::: Task input

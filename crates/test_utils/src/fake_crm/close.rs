//! Fake Close.com API v1

use std::collections::HashMap;
use std::sync::{Arc, Mutex};
use std::time::Duration;

use axum::body::Bytes;
use axum::extract::{Query, State};
use axum::http::{HeaderMap, Method, StatusCode, Uri};
use axum::response::Response;
use axum::Router;
use base64::engine::general_purpose::STANDARD as BASE64;
use base64::Engine;
use serde_json::{json, Map, Value};

use super::{json_response, serve, Control, RecordedRequest};

pub const ORGANIZATION_ID: &str = "orga_aura7Qf2";

/// A lead held by the fake
#[derive(Debug, Clone, PartialEq)]
pub struct FakeCloseLead {
    pub id: String,
    pub name: String,
    /// `custom.<field id>` values
    pub custom: Map<String, Value>,
    /// Status is owned by sales; the fake keeps whatever was last written
    pub status_label: Option<String>,
}

/// A contact held by the fake
#[derive(Debug, Clone, PartialEq)]
pub struct FakeCloseContact {
    pub id: String,
    pub lead_id: String,
    pub name: String,
    pub emails: Vec<String>,
    pub phones: Vec<String>,
}

/// A note attached to a lead
#[derive(Debug, Clone, PartialEq)]
pub struct FakeCloseNote {
    pub lead_id: String,
    pub note: String,
}

#[derive(Debug, Default)]
struct CloseData {
    leads: Vec<FakeCloseLead>,
    contacts: Vec<FakeCloseContact>,
    notes: Vec<FakeCloseNote>,
    custom_fields: Vec<String>,
    next_id: u64,
}

#[derive(Debug)]
struct CloseState {
    api_key: String,
    expected_authorization: String,
    control: Control,
    data: Mutex<CloseData>,
}

/// In-process Close.com server
#[derive(Debug, Clone)]
pub struct FakeClose {
    base_url: String,
    state: Arc<CloseState>,
}

impl FakeClose {
    /// Starts a fake accepting the API key `api_test_key`
    pub async fn start() -> Self {
        Self::with_api_key("api_test_key").await
    }

    pub async fn with_api_key(api_key: impl Into<String>) -> Self {
        let api_key = api_key.into();
        let state = Arc::new(CloseState {
            expected_authorization: basic_authorization(&api_key),
            api_key,
            control: Control::default(),
            data: Mutex::new(CloseData::default()),
        });

        let router = Router::new().fallback(dispatch).with_state(state.clone());
        let addr = serve(router).await;

        Self {
            base_url: format!("http://{}", addr),
            state,
        }
    }

    pub fn base_url(&self) -> String {
        self.base_url.clone()
    }

    pub fn api_key(&self) -> String {
        self.state.api_key.clone()
    }

    /// Adds a lead, with a contact when an email is given, and returns the lead id
    pub fn seed_lead(&self, name: &str, email: Option<&str>) -> String {
        let mut data = self.state.data.lock().unwrap();
        let lead_id = data.next("lead");
        data.leads.push(FakeCloseLead {
            id: lead_id.clone(),
            name: name.to_string(),
            custom: Map::new(),
            status_label: Some("Qualified".to_string()),
        });
        if let Some(email) = email {
            let contact_id = data.next("cont");
            data.contacts.push(FakeCloseContact {
                id: contact_id,
                lead_id: lead_id.clone(),
                name: name.to_string(),
                emails: vec![email.to_string()],
                phones: Vec::new(),
            });
        }
        lead_id
    }

    /// Declares lead custom fields by id
    pub fn add_custom_field(&self, id: &str) {
        self.state.data.lock().unwrap().custom_fields.push(id.to_string());
    }

    pub fn leads(&self) -> Vec<FakeCloseLead> {
        self.state.data.lock().unwrap().leads.clone()
    }

    pub fn contacts(&self) -> Vec<FakeCloseContact> {
        self.state.data.lock().unwrap().contacts.clone()
    }

    pub fn contacts_for(&self, lead_id: &str) -> Vec<FakeCloseContact> {
        self.contacts().into_iter().filter(|c| c.lead_id == lead_id).collect()
    }

    pub fn notes(&self) -> Vec<FakeCloseNote> {
        self.state.data.lock().unwrap().notes.clone()
    }

    pub fn requests(&self) -> Vec<RecordedRequest> {
        self.state.control.requests()
    }

    pub fn requests_to(&self, method: Method, path: &str) -> Vec<RecordedRequest> {
        self.state.control.requests_to(method, path)
    }

    /// Answers every `method path` request with the given status and body
    pub fn stub(&self, method: Method, path: &str, status: u16, body: Value) {
        self.state.control.stub(method, path, status, body);
    }

    /// Same as [`Self::stub`], for error statuses
    pub fn fail(&self, method: Method, path: &str, status: u16, body: Value) {
        self.stub(method, path, status, body);
    }

    /// Delays every response
    pub fn set_delay(&self, delay: Duration) {
        self.state.control.set_delay(delay);
    }
}

/// Basic auth with the API key as user name and an empty password
fn basic_authorization(api_key: &str) -> String {
    format!("Basic {}", BASE64.encode(format!("{}:", api_key)))
}

impl CloseData {
    fn next(&mut self, prefix: &str) -> String {
        self.next_id += 1;
        format!("{}_{:06}", prefix, self.next_id)
    }

    fn lead_json(&self, lead: &FakeCloseLead) -> Value {
        let mut value = json!({
            "id": lead.id,
            "name": lead.name,
            "display_name": lead.name,
            "status_label": lead.status_label,
        });
        if let Some(object) = value.as_object_mut() {
            object.extend(lead.custom.clone());
        }
        value
    }

    fn unknown_custom_fields(&self, body: &Value) -> Map<String, Value> {
        body.as_object()
            .into_iter()
            .flatten()
            .filter_map(|(key, _)| key.strip_prefix("custom.").map(|id| (key, id)))
            .filter(|(_, id)| !self.custom_fields.iter().any(|f| f == id))
            .map(|(key, _)| (key.clone(), json!("Unknown custom field")))
            .collect()
    }

    fn apply_lead_body(lead: &mut FakeCloseLead, body: &Value) {
        if let Some(name) = body.get("name").and_then(Value::as_str) {
            lead.name = name.to_string();
        }
        if let Some(status) = body.get("status").and_then(Value::as_str) {
            lead.status_label = Some(status.to_string());
        }
        for (key, value) in body.as_object().into_iter().flatten() {
            if key.starts_with("custom.") {
                lead.custom.insert(key.clone(), value.clone());
            }
        }
    }
}

fn contact_json(contact: &FakeCloseContact) -> Value {
    json!({
        "id": contact.id,
        "lead_id": contact.lead_id,
        "name": contact.name,
        "emails": contact.emails.iter().map(|e| json!({ "email": e, "type": "office" })).collect::<Vec<_>>(),
        "phones": contact.phones.iter().map(|p| json!({ "phone": p, "type": "office" })).collect::<Vec<_>>(),
    })
}

fn list_values(body: &Value, key: &str, field: &str) -> Vec<String> {
    body.get(key)
        .and_then(Value::as_array)
        .into_iter()
        .flatten()
        .filter_map(|entry| entry.get(field).and_then(Value::as_str))
        .map(str::to_string)
        .collect()
}

fn field_errors(errors: Map<String, Value>) -> Response {
    json_response(
        StatusCode::BAD_REQUEST,
        json!({ "errors": [], "field-errors": errors }),
    )
}

fn not_found(kind: &str) -> Response {
    json_response(
        StatusCode::NOT_FOUND,
        json!({ "error": format!("Empty query: {} matching query does not exist.", kind) }),
    )
}

fn page(data: Vec<Value>, query: &HashMap<String, String>) -> Response {
    let total = data.len();
    let limit = query
        .get("_limit")
        .and_then(|l| l.parse::<usize>().ok())
        .unwrap_or(100);
    let data: Vec<Value> = data.into_iter().take(limit).collect();
    json_response(
        StatusCode::OK,
        json!({ "has_more": total > data.len(), "total_results": total, "data": data }),
    )
}

async fn dispatch(
    State(state): State<Arc<CloseState>>,
    method: Method,
    uri: Uri,
    Query(query): Query<HashMap<String, String>>,
    headers: HeaderMap,
    body: Bytes,
) -> Response {
    let path = uri.path().to_string();
    let request = RecordedRequest::new(&method, &path, query, &headers, &body);
    state.control.record(request.clone());

    if let Some(delay) = state.control.delay() {
        tokio::time::sleep(delay).await;
    }

    if request.authorization.as_deref() != Some(state.expected_authorization.as_str()) {
        return json_response(
            StatusCode::UNAUTHORIZED,
            json!({ "error": "The API key you provided is invalid." }),
        );
    }

    if let Some(response) = state.control.stubbed(&method, &path) {
        return response;
    }

    let mut data = state.data.lock().unwrap();
    handle(&mut data, &request)
}

fn handle(data: &mut CloseData, request: &RecordedRequest) -> Response {
    let path = request.path.as_str();
    let body = &request.body;

    match (request.method.as_str(), path) {
        ("GET", "/lead/") => {
            let email = request
                .query
                .get("query")
                .and_then(|q| q.strip_prefix("email:"))
                .map(str::to_string);
            let leads: Vec<Value> = data
                .leads
                .iter()
                .filter(|lead| match &email {
                    Some(email) => data.contacts.iter().any(|c| {
                        c.lead_id == lead.id && c.emails.iter().any(|e| e.eq_ignore_ascii_case(email))
                    }),
                    None => true,
                })
                .map(|lead| data.lead_json(lead))
                .collect();
            page(leads, &request.query)
        }
        ("POST", "/lead/") => {
            let mut errors = data.unknown_custom_fields(body);
            if body.get("name").and_then(Value::as_str).map_or(true, str::is_empty) {
                errors.insert("name".into(), json!("This field is required."));
            }
            if !errors.is_empty() {
                return field_errors(errors);
            }
            let mut lead = FakeCloseLead {
                id: data.next("lead"),
                name: String::new(),
                custom: Map::new(),
                status_label: Some("Potential".to_string()),
            };
            CloseData::apply_lead_body(&mut lead, body);
            let response = data.lead_json(&lead);
            data.leads.push(lead);
            json_response(StatusCode::OK, response)
        }
        ("PUT", _) if path.starts_with("/lead/") => {
            let errors = data.unknown_custom_fields(body);
            if !errors.is_empty() {
                return field_errors(errors);
            }
            let id = path.trim_start_matches("/lead/").trim_end_matches('/');
            let Some(index) = data.leads.iter().position(|l| l.id == id) else {
                return not_found("Lead");
            };
            CloseData::apply_lead_body(&mut data.leads[index], body);
            let response = data.lead_json(&data.leads[index]);
            json_response(StatusCode::OK, response)
        }
        ("GET", "/contact/") => {
            let lead_id = request.query.get("lead_id");
            let contacts: Vec<Value> = data
                .contacts
                .iter()
                .filter(|c| lead_id.map_or(true, |id| &c.lead_id == id))
                .map(contact_json)
                .collect();
            page(contacts, &request.query)
        }
        ("POST", "/contact/") => {
            let lead_id = body.get("lead_id").and_then(Value::as_str).unwrap_or_default().to_string();
            if !data.leads.iter().any(|l| l.id == lead_id) {
                let mut errors = Map::new();
                errors.insert("lead_id".into(), json!("Lead matching query does not exist."));
                return field_errors(errors);
            }
            let contact = FakeCloseContact {
                id: data.next("cont"),
                lead_id,
                name: body.get("name").and_then(Value::as_str).unwrap_or_default().to_string(),
                emails: list_values(body, "emails", "email"),
                phones: list_values(body, "phones", "phone"),
            };
            let response = contact_json(&contact);
            data.contacts.push(contact);
            json_response(StatusCode::OK, response)
        }
        ("PUT", _) if path.starts_with("/contact/") => {
            let id = path.trim_start_matches("/contact/").trim_end_matches('/');
            let Some(contact) = data.contacts.iter_mut().find(|c| c.id == id) else {
                return not_found("Contact");
            };
            if let Some(name) = body.get("name").and_then(Value::as_str) {
                contact.name = name.to_string();
            }
            if body.get("emails").is_some() {
                contact.emails = list_values(body, "emails", "email");
            }
            if body.get("phones").is_some() {
                contact.phones = list_values(body, "phones", "phone");
            }
            json_response(StatusCode::OK, contact_json(contact))
        }
        ("POST", "/activity/note/") => {
            let note = FakeCloseNote {
                lead_id: body.get("lead_id").and_then(Value::as_str).unwrap_or_default().to_string(),
                note: body.get("note").and_then(Value::as_str).unwrap_or_default().to_string(),
            };
            let id = data.next("acti");
            let response = json!({ "id": id, "lead_id": note.lead_id, "note": note.note });
            data.notes.push(note);
            json_response(StatusCode::OK, response)
        }
        ("GET", "/me/") => json_response(
            StatusCode::OK,
            json!({
                "id": "user_sam",
                "first_name": "Sam",
                "last_name": "Seller",
                "email": "sam@auraforge.io",
                "organizations": [{ "id": ORGANIZATION_ID, "name": "Aura Forge" }]
            }),
        ),
        ("GET", "/custom_field/lead/") => {
            let fields: Vec<Value> = data
                .custom_fields
                .iter()
                .map(|id| json!({ "id": id, "name": id, "type": "text" }))
                .collect();
            json_response(StatusCode::OK, json!({ "has_more": false, "data": fields }))
        }
        _ => json_response(
            StatusCode::NOT_FOUND,
            json!({ "error": format!("No route for {} {}", request.method, path) }),
        ),
    }
}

::::::

Copy each line above holding "struct".

pub struct FakeCloseLead {
pub struct FakeCloseContact {
pub struct FakeCloseNote {
struct CloseData {
struct CloseState {
pub struct FakeClose {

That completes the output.